Dank an alle Oberberger

Die nachfolgenden Seiten zeigen die Geschichte unseres Kreises. Dabei wird die Vergangenheit thematisiert, in die Zukunft geblickt und selbstverständlich auch die Gegenwart in den Fokus gerückt. Das aktuelle Geschehen schreibt ebenso die Geschichte mit.
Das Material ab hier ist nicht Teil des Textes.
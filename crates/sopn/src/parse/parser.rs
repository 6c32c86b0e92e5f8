//! Candidate draft records from an extracted table.

use serde::{Deserialize, Serialize};
use tracing::{debug, info, info_span, warn};

use super::error::ParseError;
use super::fields::{self, INDEPENDENT_VALUES, PARTY_MEMBERSHIP_FIELD};
use super::names::{clean_description, clean_name};
use crate::config::{MatchingConfig, TablesConfig};
use crate::db::ballot_repo::{self, BallotRow};
use crate::db::document_repo::{self, DocumentRow};
use crate::db::draft_repo::{self, DraftSetRow, PARSED_PDF};
use crate::db::{now, Database, DatabaseError};
use crate::error::Result;
use crate::ocr::{job_table, OcrTable};
use crate::party::{MatchError, PartyMatcher};
use crate::pipeline::PipelineError;
use crate::table::extractor::stored_table;
use crate::table::Table;
use crate::text::{canonicalize, canonicalize_with, Options};

/// Which backend produced the table a draft was parsed from.
#[derive(Debug, Clone, Copy, PartialEq, Eq)]
pub enum Backend {
    TextLayer,
    Ocr,
}

impl Backend {
    pub fn as_str(&self) -> &'static str {
        match self {
            Backend::TextLayer => "text_layer",
            Backend::Ocr => "ocr",
        }
    }
}

/// The party of a draft record.
#[derive(Debug, Clone, PartialEq, Eq, Serialize, Deserialize)]
#[serde(tag = "status", rename_all = "snake_case")]
pub enum DraftParty {
    Matched {
        party_id: String,
        #[serde(default, skip_serializing_if = "Option::is_none")]
        description_id: Option<i64>,
    },
    /// Nothing matched; the cleaned text is kept for a reviewer.
    Unmatched { raw_text: String },
}

impl DraftParty {
    pub fn party_id(&self) -> Option<&str> {
        match self {
            DraftParty::Matched { party_id, .. } => Some(party_id),
            DraftParty::Unmatched { .. } => None,
        }
    }
}

#[derive(Debug, Clone, PartialEq, Eq, Serialize, Deserialize)]
pub struct CandidateDraftRecord {
    pub name: String,
    pub party: DraftParty,
    #[serde(default, skip_serializing_if = "Option::is_none")]
    pub description: Option<String>,
    #[serde(default, skip_serializing_if = "Vec::is_empty")]
    pub previous_party_affiliations: Vec<String>,
}

/// Result of parsing a ballot.
#[derive(Debug, Clone, PartialEq)]
pub struct ParsedDraft {
    pub backend: Backend,
    pub records: Vec<CandidateDraftRecord>,
    /// False when a draft from another source was kept instead.
    pub stored: bool,
}

/// Columns named by a header row.
#[derive(Debug)]
struct Columns {
    header: Vec<String>,
    names: Vec<usize>,
    description: usize,
    membership: Option<usize>,
}

fn header_cell(cell: &str) -> String {
    canonicalize_with(
        cell,
        Options {
            drop_parentheticals: true,
        },
    )
}

fn filled_cells(row: &[String]) -> usize {
    row.iter().filter(|cell| !cell.trim().is_empty()).count()
}

/// Rows before the first one that mentions a polling station.
fn before_polling_stations(rows: &[Vec<String>]) -> &[Vec<String>] {
    let end = rows
        .iter()
        .position(|row| {
            row.iter()
                .any(|cell| canonicalize(cell).contains("polling station"))
        })
        .unwrap_or(rows.len());
    &rows[..end]
}

/// Index of the first row that is about as full as an average row and
/// mentions a name heading.
fn find_header(rows: &[Vec<String>]) -> Option<usize> {
    if rows.is_empty() {
        return None;
    }
    let total: usize = rows.iter().map(|row| filled_cells(row)).sum();
    let threshold = total as f64 / rows.len() as f64 - 3.0;

    rows.iter().position(|row| {
        filled_cells(row) as f64 >= threshold
            && fields::mentions_name_field(&header_cell(&row.join(" ")))
    })
}

fn columns(header_row: &[String], welsh_run: bool) -> std::result::Result<Columns, ParseError> {
    let header: Vec<String> = header_row.iter().map(|cell| header_cell(cell)).collect();

    let mut names: Vec<usize> = (0..header.len())
        .filter(|&i| fields::is_name_field(&header[i]))
        .collect();
    if names.is_empty() {
        return Err(ParseError::NoNameColumn(header));
    }
    if let Some(pos) = names.iter().position(|&i| fields::is_last_name_field(&header[i])) {
        let surname = names.remove(pos);
        names.push(surname);
    }

    let description = header
        .iter()
        .position(|cell| fields::is_description_field(cell))
        .ok_or_else(|| ParseError::NoDescriptionColumn(header.clone()))?;

    let membership = if welsh_run {
        header.iter().position(|cell| cell == PARTY_MEMBERSHIP_FIELD)
    } else {
        None
    };

    Ok(Columns {
        header,
        names,
        description,
        membership,
    })
}

fn is_independent(description: &str) -> bool {
    INDEPENDENT_VALUES.contains(&canonicalize(description).as_str())
}

/// Turns a candidate table into draft records for `ballot`.
///
/// Parties are matched within the ballot's register. A party nothing
/// matches is kept as [`DraftParty::Unmatched`]; any other matcher failure
/// fails the table.
pub fn parse_table(
    table: &Table,
    ballot: &BallotRow,
    matcher: &PartyMatcher,
    independent_party_id: &str,
) -> Result<Vec<CandidateDraftRecord>> {
    let rows = before_polling_stations(&table.rows);
    let header_index = find_header(rows).ok_or(ParseError::NoHeader)?;
    let columns = columns(&rows[header_index], ballot.is_welsh_run)?;
    let register = Some(ballot.party_register.as_str());

    let mut records = Vec::new();
    for row in &rows[header_index + 1..] {
        let cell = |i: usize| row.get(i).map(String::as_str).unwrap_or("");

        // Headers repeat at the foot of some tables.
        let cleaned: Vec<String> = row.iter().map(|c| header_cell(c)).collect();
        if cleaned == columns.header {
            continue;
        }

        let raw_name: Vec<&str> = columns.names.iter().map(|&i| cell(i)).collect();
        let name = clean_name(&raw_name.join(" "));
        if name.is_empty() {
            continue;
        }

        let description = clean_description(cell(columns.description));
        let party = if is_independent(&description) {
            DraftParty::Matched {
                party_id: independent_party_id.to_string(),
                description_id: None,
            }
        } else {
            match matcher.match_party(&description, register) {
                Ok(found) => DraftParty::Matched {
                    party_id: found.party_id,
                    description_id: found.description_id,
                },
                Err(MatchError::Unmatched(_)) => {
                    warn!(
                        ballot_paper_id = %ballot.ballot_paper_id,
                        candidate = %name,
                        "No party matches '{}'",
                        description
                    );
                    DraftParty::Unmatched {
                        raw_text: description.clone(),
                    }
                }
                Err(e) => return Err(e.into()),
            }
        };

        let mut previous_party_affiliations = Vec::new();
        if let Some(i) = columns.membership {
            let membership = clean_description(cell(i));
            if !is_independent(&membership) {
                match matcher.match_automatic(&membership, register)? {
                    Some(found) => previous_party_affiliations.push(found.party_id),
                    None => debug!(candidate = %name, "Previous party '{}' not matched", membership),
                }
            }
        }

        records.push(CandidateDraftRecord {
            name,
            party,
            description: (!description.is_empty()).then_some(description),
            previous_party_affiliations,
        });
    }

    Ok(records)
}

/// Parses stored tables into draft sets.
pub struct DraftParser {
    db: Database,
    matcher: PartyMatcher,
    independent_party_id: String,
    stop_phrases: Vec<String>,
}

impl DraftParser {
    pub fn new(
        db: Database,
        matcher: PartyMatcher,
        matching: &MatchingConfig,
        tables: &TablesConfig,
    ) -> Self {
        Self {
            db,
            matcher,
            independent_party_id: matching.independent_party_id.clone(),
            stop_phrases: tables.stop_phrases.clone(),
        }
    }

    pub fn matcher(&self) -> &PartyMatcher {
        &self.matcher
    }

    /// Parses the ballot's table and replaces its draft set.
    ///
    /// The text-layer table is preferred; a succeeded OCR job is used when
    /// there is none. A draft entered from another source is left alone.
    pub fn parse(&self, ballot_paper_id: &str) -> Result<ParsedDraft> {
        let ballot = ballot_repo::find_by_id(&self.db, ballot_paper_id)?
            .ok_or_else(|| PipelineError::BallotNotFound(ballot_paper_id.to_string()))?;
        if ballot.candidates_locked {
            return Err(ParseError::Locked(ballot_paper_id.to_string()).into());
        }
        let document = document_repo::find_for_ballot(&self.db, ballot_paper_id)?
            .ok_or_else(|| PipelineError::NoDocument(ballot_paper_id.to_string()))?;

        let _span = info_span!("parse",
            ballot_paper_id = %ballot_paper_id,
            document_id = %document.id,
        )
        .entered();

        if document.relevant_pages.is_none() {
            return Err(ParseError::PagesNotAssigned(ballot_paper_id.to_string()).into());
        }

        let (backend, table) = self.load_table(&document)?;
        let records = parse_table(&table, &ballot, &self.matcher, &self.independent_party_id)?;

        if let Some(existing) = draft_repo::find(&self.db, ballot_paper_id)? {
            if existing.source_type != PARSED_PDF {
                info!(
                    source_type = %existing.source_type,
                    "Keeping draft entered from another source"
                );
                return Ok(ParsedDraft {
                    backend,
                    records,
                    stored: false,
                });
            }
        }

        let records_json = serde_json::to_string(&records).map_err(|e| DatabaseError::Json {
            column: "records_json",
            source: e,
        })?;
        draft_repo::replace(
            &self.db,
            &DraftSetRow {
                ballot_paper_id: ballot_paper_id.to_string(),
                document_id: Some(document.id.clone()),
                backend: Some(backend.as_str().to_string()),
                source_type: PARSED_PDF.to_string(),
                source: format!("Parsed from {}", document.source_url),
                records_json,
                updated_at: now(),
            },
        )?;
        info!(
            records = records.len(),
            backend = backend.as_str(),
            "Stored draft records"
        );

        Ok(ParsedDraft {
            backend,
            records,
            stored: true,
        })
    }

    fn load_table(&self, document: &DocumentRow) -> Result<(Backend, Table)> {
        if let Some(table) = stored_table(&self.db, &document.id)? {
            return Ok((Backend::TextLayer, table));
        }

        let ballot_paper_id = document.ballot_paper_id.clone();
        match job_table(&self.db, &document.id, &self.stop_phrases)? {
            OcrTable::Ready(Some(table)) => Ok((Backend::Ocr, table)),
            OcrTable::Ready(None) | OcrTable::NoJob => {
                Err(ParseError::NoTable(ballot_paper_id).into())
            }
            OcrTable::Pending => Err(ParseError::AwaitingOcr(ballot_paper_id).into()),
            OcrTable::Failed(message) => Err(ParseError::OcrFailed {
                ballot_paper_id,
                message: message.unwrap_or_else(|| "unknown error".to_string()),
            }
            .into()),
        }
    }
}

/// Draft records stored for a ballot.
pub fn stored_records(
    db: &Database,
    ballot_paper_id: &str,
) -> Result<Option<(DraftSetRow, Vec<CandidateDraftRecord>)>> {
    let Some(draft) = draft_repo::find(db, ballot_paper_id)? else {
        return Ok(None);
    };
    let records = serde_json::from_str(&draft.records_json).map_err(|e| DatabaseError::Json {
        column: "records_json",
        source: e,
    })?;
    Ok(Some((draft, records)))
}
Das Jubiläum fällt auf ein „außergewöhnliches“ Jahr. Corona ist seit Wochen das vorherrschende Thema und findet im Rahmen der Sonderveröffentlichung Beachtung. Die Pandemie stellt alle vor Herausforderungen und bringt teils erhebliche Einschränkungen mit sich. Mein Grußwort zum Kreis-Geburtstag möchte ich daher mit einem Dank an Sie alle verbinden. Liebe Oberbergerinnen und Oberberger, danke, dass Sie die Maßnahmen so gut mitgetragen haben und tragen! Die Zahl der Infektionen ist auch durch Ihr Mitwirken stark gesunken. Wir alle müssen gemeinsam Sorge dafür tragen, dass das so bleibt. Die Pandemie ist noch nicht vorbei! Umsicht ist trotz der Lockerungen weiter geboten. Ich bin sicher, dass diese Sonderbeilage eine kurzweilige Auszeit bietet. Beim Lesen wünsche ich Ihnen viel Freude und interessante Einblicke in die letzten 45 Jahre Oberbergischer Kreis.